The headline PCE inflation also increased just 3% in June on a year-over-year basis, to hit its lowest level since March 2021. Moreover, U.S. GDP grew an impressive 2.4% in the second quarter, following a rise of 2% in the first quarter.
The picture is rosy but the Fed remains concerned as inflation is far from its target range of 2%. The Fed has increased interest rates by 525 basis points since March 2022 to take the federal funds rate to 5.25-5.50%, marking the highest level since March 2001.
Although central bank officials are confident that the economy may now have a softer landing as inflation continues to ease, it believes that more interest rate hikes are required to get full control over the economy’s health.
Moreover, the Fed believes that the economy is still holding strong as the labor market remains resilient. Job creation has slowed but the U.S. economy added 290,000 jobs in June, while the unemployment rate is still quite low at 3.6%.
Hence, the crisis is far from over and the Fed may go for more interest rate hikes. Interest rate hikes can be detrimental to the economy amid the looming risk of a recession.
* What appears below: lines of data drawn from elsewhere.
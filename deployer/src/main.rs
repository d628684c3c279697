//! Sparkobs CLI

use clap::{Arg, ArgAction, Command};
use sparkobs_deployer::{config::Config, crate_version, stage, stage::Stage};
use std::path::PathBuf;
use tracing::error;

/// Flag for verbose output
const VERBOSE_FLAG: &str = "verbose";

fn config_arg() -> Arg {
    Arg::new("config")
        .long("config")
        .required(true)
        .help("Path to YAML config file")
        .value_parser(clap::value_parser!(PathBuf))
}

fn stage_arg() -> Arg {
    Arg::new("stage")
        .long("stage")
        .help("Run a single stage instead of the whole pipeline")
        .value_parser(["infra", "emr", "jobs", "ssl", "shs", "vpn"])
}

/// Entrypoint for the sparkobs CLI
#[tokio::main]
async fn main() -> std::process::ExitCode {
    let matches = Command::new("sparkobs")
        .version(crate_version())
        .about("Provision a centralized Spark observability platform on AWS.")
        .arg(
            Arg::new(VERBOSE_FLAG)
                .short('v')
                .long(VERBOSE_FLAG)
                .action(ArgAction::SetTrue),
        )
        .subcommand(
            Command::new("deploy")
                .about("Deploy all stages in order, or one stage.")
                .arg(config_arg())
                .arg(stage_arg()),
        )
        .subcommand(
            Command::new("destroy")
                .about("Destroy all stages in inverse order, or one stage. The templates and event-log buckets are always retained.")
                .arg(config_arg())
                .arg(stage_arg()),
        )
        .subcommand(
            Command::new("status")
                .about("Report the state of every stage's resources without changing anything.")
                .arg(config_arg()),
        )
        .get_matches();

    // Create logger
    let level = if matches.get_flag(VERBOSE_FLAG) {
        tracing::Level::DEBUG
    } else {
        tracing::Level::INFO
    };
    tracing_subscriber::fmt().with_max_level(level).init();

    let run = |matches: &clap::ArgMatches| -> Option<(Config, Option<Stage>)> {
        let config_path = matches.get_one::<PathBuf>("config")?;
        let config = match Config::load(config_path) {
            Ok(config) => config,
            Err(e) => {
                error!(error = ?e, "failed to load configuration");
                return None;
            }
        };
        let stage = matches
            .get_one::<String>("stage")
            .and_then(|s| Stage::parse(s));
        Some((config, stage))
    };

    match matches.subcommand() {
        Some(("deploy", matches)) => {
            let Some((config, only)) = run(matches) else {
                return std::process::ExitCode::FAILURE;
            };
            if let Err(e) = stage::deploy(&config, only).await {
                error!(error = ?e, "deploy failed");
            } else {
                return std::process::ExitCode::SUCCESS;
            }
        }
        Some(("destroy", matches)) => {
            let Some((config, only)) = run(matches) else {
                return std::process::ExitCode::FAILURE;
            };
            if let Err(e) = stage::destroy(&config, only).await {
                error!(error = ?e, "destroy failed");
            } else {
                return std::process::ExitCode::SUCCESS;
            }
        }
        Some(("status", matches)) => {
            let Some((config, _)) = run(matches) else {
                return std::process::ExitCode::FAILURE;
            };
            if let Err(e) = stage::status(&config).await {
                error!(error = ?e, "status failed");
            } else {
                return std::process::ExitCode::SUCCESS;
            }
        }
        Some((cmd, _)) => {
            error!(cmd, "invalid subcommand");
        }
        None => {
            error!("no subcommand provided");
        }
    }
    std::process::ExitCode::FAILURE
}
They impact consumer spending habits, increase borrowing expenses, and impede overall economic growth.
Moreover, given this situation, the first interest rate cut is not expected before 2025, although some market participants speculate it might occur in 2024.
Investors should thus focus on stocks that offer risk-adjusted returns like Kimberly-Clark Corporation KMB, McCormick & Company, Incorporated MKC, J&J Snack Foods Corp. JJSF and TreeHouse Foods, Inc. THS.
These stocks belong to the consumer staples sector that are non-cyclical in nature, meaning their businesses are not heavily influenced by market fluctuations.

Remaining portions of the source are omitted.